_REQUIREMENT_
In the records below, find each line that holds "resolved" and return it.

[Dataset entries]
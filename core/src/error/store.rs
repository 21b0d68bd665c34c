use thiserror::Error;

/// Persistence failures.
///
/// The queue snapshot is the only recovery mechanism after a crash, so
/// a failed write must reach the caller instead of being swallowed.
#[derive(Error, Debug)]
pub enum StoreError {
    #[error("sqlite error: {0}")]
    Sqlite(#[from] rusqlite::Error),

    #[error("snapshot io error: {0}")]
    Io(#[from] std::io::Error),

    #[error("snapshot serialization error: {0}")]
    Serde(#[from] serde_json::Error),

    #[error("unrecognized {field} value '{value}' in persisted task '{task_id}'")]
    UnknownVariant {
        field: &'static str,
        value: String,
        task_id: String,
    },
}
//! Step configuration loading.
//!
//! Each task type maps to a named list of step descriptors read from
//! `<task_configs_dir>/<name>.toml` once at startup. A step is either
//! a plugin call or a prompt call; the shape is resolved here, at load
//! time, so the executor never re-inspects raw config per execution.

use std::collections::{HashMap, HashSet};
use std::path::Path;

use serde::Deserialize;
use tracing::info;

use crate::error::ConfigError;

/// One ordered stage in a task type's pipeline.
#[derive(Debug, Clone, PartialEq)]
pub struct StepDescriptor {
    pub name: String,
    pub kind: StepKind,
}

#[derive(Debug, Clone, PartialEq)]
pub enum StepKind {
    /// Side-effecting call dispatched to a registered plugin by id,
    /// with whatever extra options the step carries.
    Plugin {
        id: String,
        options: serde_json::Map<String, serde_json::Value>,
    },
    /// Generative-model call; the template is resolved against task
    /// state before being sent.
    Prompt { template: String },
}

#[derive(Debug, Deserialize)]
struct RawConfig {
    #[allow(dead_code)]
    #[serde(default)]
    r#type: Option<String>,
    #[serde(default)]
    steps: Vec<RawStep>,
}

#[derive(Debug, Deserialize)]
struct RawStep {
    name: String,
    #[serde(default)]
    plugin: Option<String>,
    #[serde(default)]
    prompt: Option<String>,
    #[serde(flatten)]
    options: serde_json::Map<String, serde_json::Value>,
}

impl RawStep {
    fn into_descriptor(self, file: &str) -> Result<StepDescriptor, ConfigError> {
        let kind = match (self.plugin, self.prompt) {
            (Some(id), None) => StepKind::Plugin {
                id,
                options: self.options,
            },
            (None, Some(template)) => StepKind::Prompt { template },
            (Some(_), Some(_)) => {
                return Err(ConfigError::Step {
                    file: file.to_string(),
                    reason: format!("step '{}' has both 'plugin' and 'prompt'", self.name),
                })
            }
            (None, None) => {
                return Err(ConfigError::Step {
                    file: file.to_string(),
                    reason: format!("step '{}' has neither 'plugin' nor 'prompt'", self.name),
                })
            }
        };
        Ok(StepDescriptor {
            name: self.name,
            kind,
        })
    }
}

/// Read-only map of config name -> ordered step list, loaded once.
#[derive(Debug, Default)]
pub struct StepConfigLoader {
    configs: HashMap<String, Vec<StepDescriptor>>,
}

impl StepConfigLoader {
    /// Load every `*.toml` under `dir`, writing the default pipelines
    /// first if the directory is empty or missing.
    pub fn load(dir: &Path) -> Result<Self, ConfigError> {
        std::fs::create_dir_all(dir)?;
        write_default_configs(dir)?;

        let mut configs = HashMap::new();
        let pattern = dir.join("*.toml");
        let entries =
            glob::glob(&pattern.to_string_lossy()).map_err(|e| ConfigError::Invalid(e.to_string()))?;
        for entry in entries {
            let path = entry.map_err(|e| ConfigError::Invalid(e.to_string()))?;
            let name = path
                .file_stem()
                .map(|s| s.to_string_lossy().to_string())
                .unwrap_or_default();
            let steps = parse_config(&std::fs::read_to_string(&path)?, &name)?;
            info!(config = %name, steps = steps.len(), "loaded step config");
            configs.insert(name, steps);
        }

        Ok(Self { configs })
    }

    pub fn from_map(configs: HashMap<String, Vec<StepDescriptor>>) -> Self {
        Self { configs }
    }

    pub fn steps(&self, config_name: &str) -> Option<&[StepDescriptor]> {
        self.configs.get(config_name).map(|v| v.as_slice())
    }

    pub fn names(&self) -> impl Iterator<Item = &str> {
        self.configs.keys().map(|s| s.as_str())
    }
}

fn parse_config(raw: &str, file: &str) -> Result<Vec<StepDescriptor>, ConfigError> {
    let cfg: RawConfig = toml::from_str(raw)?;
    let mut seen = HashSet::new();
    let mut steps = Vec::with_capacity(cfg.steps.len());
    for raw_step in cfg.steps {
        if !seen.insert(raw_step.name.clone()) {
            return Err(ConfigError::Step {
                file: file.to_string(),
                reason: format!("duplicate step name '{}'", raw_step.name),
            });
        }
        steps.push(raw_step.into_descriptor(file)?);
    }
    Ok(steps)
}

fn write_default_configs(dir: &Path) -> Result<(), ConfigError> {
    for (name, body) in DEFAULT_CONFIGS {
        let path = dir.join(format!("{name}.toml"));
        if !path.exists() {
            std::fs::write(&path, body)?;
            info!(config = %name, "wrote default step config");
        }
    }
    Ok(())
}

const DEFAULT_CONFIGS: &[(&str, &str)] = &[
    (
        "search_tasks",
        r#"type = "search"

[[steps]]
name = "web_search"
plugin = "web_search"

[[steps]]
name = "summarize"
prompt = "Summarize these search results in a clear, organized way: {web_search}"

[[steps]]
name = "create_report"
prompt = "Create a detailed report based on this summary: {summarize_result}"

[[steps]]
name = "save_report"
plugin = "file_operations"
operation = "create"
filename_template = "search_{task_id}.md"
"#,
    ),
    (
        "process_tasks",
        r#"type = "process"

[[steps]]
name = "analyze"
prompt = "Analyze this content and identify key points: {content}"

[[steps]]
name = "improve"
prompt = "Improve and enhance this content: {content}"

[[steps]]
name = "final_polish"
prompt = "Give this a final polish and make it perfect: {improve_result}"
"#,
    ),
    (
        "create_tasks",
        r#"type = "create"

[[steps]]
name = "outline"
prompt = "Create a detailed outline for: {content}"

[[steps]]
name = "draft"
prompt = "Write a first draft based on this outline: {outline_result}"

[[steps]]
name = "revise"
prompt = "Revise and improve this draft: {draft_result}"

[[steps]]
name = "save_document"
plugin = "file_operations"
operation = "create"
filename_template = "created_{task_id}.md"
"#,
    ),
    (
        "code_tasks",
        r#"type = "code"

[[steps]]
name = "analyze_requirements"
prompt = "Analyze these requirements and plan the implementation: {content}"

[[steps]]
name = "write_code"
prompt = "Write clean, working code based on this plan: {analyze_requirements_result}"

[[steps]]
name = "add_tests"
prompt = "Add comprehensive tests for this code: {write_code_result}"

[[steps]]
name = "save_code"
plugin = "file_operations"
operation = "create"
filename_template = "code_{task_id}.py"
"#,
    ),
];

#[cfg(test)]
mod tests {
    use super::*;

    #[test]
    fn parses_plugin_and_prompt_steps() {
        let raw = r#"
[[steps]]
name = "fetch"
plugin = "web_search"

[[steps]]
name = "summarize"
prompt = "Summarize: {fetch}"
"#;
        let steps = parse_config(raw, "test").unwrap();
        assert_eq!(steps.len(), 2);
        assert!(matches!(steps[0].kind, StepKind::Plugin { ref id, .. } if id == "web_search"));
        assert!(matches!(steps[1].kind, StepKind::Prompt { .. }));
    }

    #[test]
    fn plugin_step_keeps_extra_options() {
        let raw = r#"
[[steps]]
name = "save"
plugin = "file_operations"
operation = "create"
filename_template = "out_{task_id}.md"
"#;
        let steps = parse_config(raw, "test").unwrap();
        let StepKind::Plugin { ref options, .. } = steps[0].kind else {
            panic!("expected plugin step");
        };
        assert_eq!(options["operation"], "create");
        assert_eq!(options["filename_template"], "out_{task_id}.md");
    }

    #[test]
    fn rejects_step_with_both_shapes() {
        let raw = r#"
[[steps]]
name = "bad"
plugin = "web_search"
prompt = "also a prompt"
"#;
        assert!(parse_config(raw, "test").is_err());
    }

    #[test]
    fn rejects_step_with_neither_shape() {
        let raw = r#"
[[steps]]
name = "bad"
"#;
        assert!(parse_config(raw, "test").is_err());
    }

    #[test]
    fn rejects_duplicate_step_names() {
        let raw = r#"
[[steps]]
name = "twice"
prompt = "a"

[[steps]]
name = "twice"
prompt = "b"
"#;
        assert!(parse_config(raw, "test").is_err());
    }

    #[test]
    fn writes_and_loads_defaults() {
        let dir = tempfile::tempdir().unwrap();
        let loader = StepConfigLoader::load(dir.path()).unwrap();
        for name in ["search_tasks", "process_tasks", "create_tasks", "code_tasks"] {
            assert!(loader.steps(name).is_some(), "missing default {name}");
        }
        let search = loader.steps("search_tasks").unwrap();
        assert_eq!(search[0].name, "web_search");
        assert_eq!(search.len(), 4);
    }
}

_RESULT OF THE TASK_
//! a plugin call or a prompt call; the shape is resolved here, at load
    /// Generative-model call; the template is resolved against task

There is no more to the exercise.